One immediate research direction to address such limitations is to enhance the performance of software-based solutions in terms of throughput and processing delays. This requires a careful analysis of the characteristics and requirements of the various network functions and to re-engineer the full software stack including network function software, operating systems, hypervisors, IOs and network drivers leveraging new programming models and taking advantage of parallel processing techniques. More research work is also needed to define benchmarks and experimental methods to assess, model and predict the performance of software-based network functions especially when running on different hardware platforms with various technologies and capabilities. Few recent works started looking at the aforementioned challenges [36,37,38] but they constitute only a first step in this direction.

Another research direction to address the performance limitations of software-based solutions is to and implement network functions in a programmable data plane (e.g., [39]) leveraging programmable hardware technologies and platforms such as NetFPGA and P4. This in turn requires new advances in hardware programming languages, data structures and algorithms.

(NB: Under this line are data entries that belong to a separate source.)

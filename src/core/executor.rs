//! Batch executor
//!
//! Applies a per-record processing function to every record after a skip
//! offset. The remaining records are cut into groups of `batch_size`; up to
//! `parallel_groups` groups form a mega-batch and run concurrently, while
//! the records inside a group run one after another. Mega-batches run
//! strictly in sequence, separated by `inter_batch_delay`, and each one
//! ends with a progress line and a checkpoint.

use crate::config::SeedConfig;
use crate::core::progress::{EntityCounters, ProgressTracker};
use crate::core::state::CheckpointManager;
use crate::domain::Result;
use futures::future::join_all;
use serde::Serialize;
use std::future::Future;
use std::sync::Arc;
use std::time::Duration;

/// What happened to one record
#[derive(Debug, Clone, Copy, PartialEq, Eq, Serialize)]
#[serde(rename_all = "snake_case")]
pub enum RecordOutcome {
    /// Written to the store
    Created,
    /// Invalid, missing a dependency, or already present
    Skipped,
    /// The write failed after retries
    Error,
}

/// Aggregated outcome counts for one operation
///
/// `errors` is a subset of `skipped`: callers see errors folded into the
/// skipped tally, logs keep them apart.
#[derive(Debug, Clone, Copy, Default, PartialEq, Eq, Serialize)]
pub struct BatchResult {
    pub created: usize,
    pub skipped: usize,
    pub errors: usize,
}

impl BatchResult {
    pub fn new() -> Self {
        Self::default()
    }

    /// Count one record
    pub fn add(&mut self, outcome: RecordOutcome) {
        match outcome {
            RecordOutcome::Created => self.created += 1,
            RecordOutcome::Skipped => self.skipped += 1,
            RecordOutcome::Error => {
                self.skipped += 1;
                self.errors += 1;
            }
        }
    }

    /// Records presented to the processing function
    pub fn processed(&self) -> usize {
        self.created + self.skipped
    }

    /// Merge another batch result into this one
    pub fn merge(&mut self, other: BatchResult) {
        self.created += other.created;
        self.skipped += other.skipped;
        self.errors += other.errors;
    }
}

/// Tuning parameters of the executor
#[derive(Debug, Clone, Copy, PartialEq, Eq)]
pub struct ExecutorSettings {
    pub batch_size: usize,
    pub parallel_groups: usize,
    pub inter_batch_delay: Duration,
}

impl ExecutorSettings {
    pub fn new(batch_size: usize, parallel_groups: usize, inter_batch_delay: Duration) -> Self {
        Self {
            batch_size: batch_size.max(1),
            parallel_groups: parallel_groups.max(1),
            inter_batch_delay,
        }
    }

    /// Build settings from `[seed]`, capping parallelism at the store's
    /// connection ceiling
    pub fn from_config(config: &SeedConfig, connection_ceiling: Option<usize>) -> Self {
        let requested = config.parallel_groups;
        let parallel_groups = match connection_ceiling {
            Some(ceiling) if requested > ceiling => {
                tracing::warn!(
                    requested = requested,
                    ceiling = ceiling,
                    "parallel_groups exceeds the connection pool size, capping"
                );
                ceiling
            }
            _ => requested,
        };

        Self::new(
            config.batch_size,
            parallel_groups,
            Duration::from_millis(config.inter_batch_delay_ms),
        )
    }
}

impl Default for ExecutorSettings {
    fn default() -> Self {
        Self::from_config(&SeedConfig::default(), None)
    }
}

/// Generic bounded-parallel bulk applier
///
/// The executor knows nothing about entity types; seeders hand it a slice
/// of records and a closure.
pub struct BatchExecutor {
    settings: ExecutorSettings,
    checkpoints: Arc<CheckpointManager>,
    progress: Arc<ProgressTracker>,
}

impl BatchExecutor {
    pub fn new(
        settings: ExecutorSettings,
        checkpoints: Arc<CheckpointManager>,
        progress: Arc<ProgressTracker>,
    ) -> Self {
        Self {
            settings,
            checkpoints,
            progress,
        }
    }

    /// Apply `process` to every record at index `skip` or later
    ///
    /// Each such record is presented exactly once. A skip offset larger
    /// than the collection is clamped, so nothing is processed.
    pub async fn run<'a, T, F, Fut>(
        &self,
        operation: &str,
        records: &'a [T],
        skip: usize,
        process: F,
    ) -> BatchResult
    where
        T: Sync,
        F: Fn(&'a T) -> Fut,
        Fut: Future<Output = Result<RecordOutcome>>,
    {
        let total = records.len();
        let skip = skip.min(total);
        let remaining = &records[skip..];
        let counters = self.progress.begin(operation, total, skip);

        let groups: Vec<&'a [T]> = remaining.chunks(self.settings.batch_size).collect();
        let mega_batches: Vec<&[&'a [T]]> =
            groups.chunks(self.settings.parallel_groups).collect();

        tracing::info!(
            operation = %operation,
            total = total,
            skip = skip,
            remaining = remaining.len(),
            groups = groups.len(),
            mega_batches = mega_batches.len(),
            "Starting batch execution"
        );

        if mega_batches.is_empty() {
            self.checkpoint(operation, &counters).await;
        }

        let last = mega_batches.len().saturating_sub(1);
        for (index, mega_batch) in mega_batches.iter().enumerate() {
            join_all(
                mega_batch
                    .iter()
                    .map(|group| run_group(operation, *group, &process, &counters)),
            )
            .await;

            let snapshot = counters.snapshot();
            crate::log_batch_progress!(operation, snapshot.position(), total);
            self.checkpoint(operation, &counters).await;

            if index < last && !self.settings.inter_batch_delay.is_zero() {
                tokio::time::sleep(self.settings.inter_batch_delay).await;
            }
        }

        let snapshot = counters.snapshot();
        let result = BatchResult {
            created: snapshot.created,
            skipped: snapshot.skipped,
            errors: snapshot.errors,
        };

        tracing::info!(
            operation = %operation,
            created = result.created,
            skipped = result.skipped,
            errors = result.errors,
            "Batch execution finished"
        );

        result
    }

    async fn checkpoint(&self, operation: &str, counters: &EntityCounters) {
        let snapshot = counters.snapshot();
        self.checkpoints
            .record(
                operation,
                snapshot.position(),
                snapshot.total,
                snapshot.created,
                snapshot.skipped,
            )
            .await;
    }
}

/// Runs one group sequentially
///
/// The first unexpected error switches the group to per-record mode: the
/// failing record is counted as an error and every later record is still
/// attempted on its own.
async fn run_group<'a, T, F, Fut>(
    operation: &str,
    group: &'a [T],
    process: &F,
    counters: &EntityCounters,
) where
    F: Fn(&'a T) -> Fut,
    Fut: Future<Output = Result<RecordOutcome>>,
{
    let mut records = group.iter().enumerate();

    for (position, record) in records.by_ref() {
        match process(record).await {
            Ok(outcome) => counters.record(outcome),
            Err(e) => {
                tracing::warn!(
                    operation = %operation,
                    position = position,
                    group_size = group.len(),
                    error = %e,
                    "Group failed mid-iteration, falling back to per-record processing"
                );
                counters.record(RecordOutcome::Error);
                break;
            }
        }
    }

    for (position, record) in records {
        match process(record).await {
            Ok(outcome) => counters.record(outcome),
            Err(e) => {
                tracing::error!(
                    operation = %operation,
                    position = position,
                    error = %e,
                    "Record failed during fallback"
                );
                counters.record(RecordOutcome::Error);
            }
        }
    }
}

One interesting case in point concerns BPP, the novel packet programming framework and protocol mentioned earlier. BPP allows to carry directives as part of packets in a flow to guide their processing, which can be used for a wide variety of purposes such as achieving high-precision latency-based forwarding [40] or for greatly improving operational visibility into flows [24]. Directives can be parametrized and subjected to conditions. This results in much more powerful functionality than can be accomplished with other programmable data plane technology. However, optimization the processing in hardware is a challenge as packet processing is not easily mapped into a conventional pipeline with serialized stages that have constant processing cycles. BPP allows for multiple directives, conditions, and parameters. While concurrency can be exploited to optimize processing, doing so in practice will require further hardware advances.

  1. G.

    Flexible Network Monitoring

A network monitoring probe collects data to compute specific metrics, e.g., link utilization. It can be used as a building block for composing more complex monitoring queries. A probe can be deployed on both traditional and programmable switches that provide better visibility into the traffic, but are resource constrained or on end hosts that have more resources but reduced visibility. Therefore, network monitoring probes need to be intelligently distributed on end hosts and programmable switches for maximizing network visibility while operating under resource constraints (e.g., CPU, memory, flow tables). Another way of addressing the resource constraints of programmable network devices is to leverage streaming data structures such as sketches with bounded memory for approximate measurement. One challenge here is to make these sketches generic while ensuring a theoretically proven bounded accuracy.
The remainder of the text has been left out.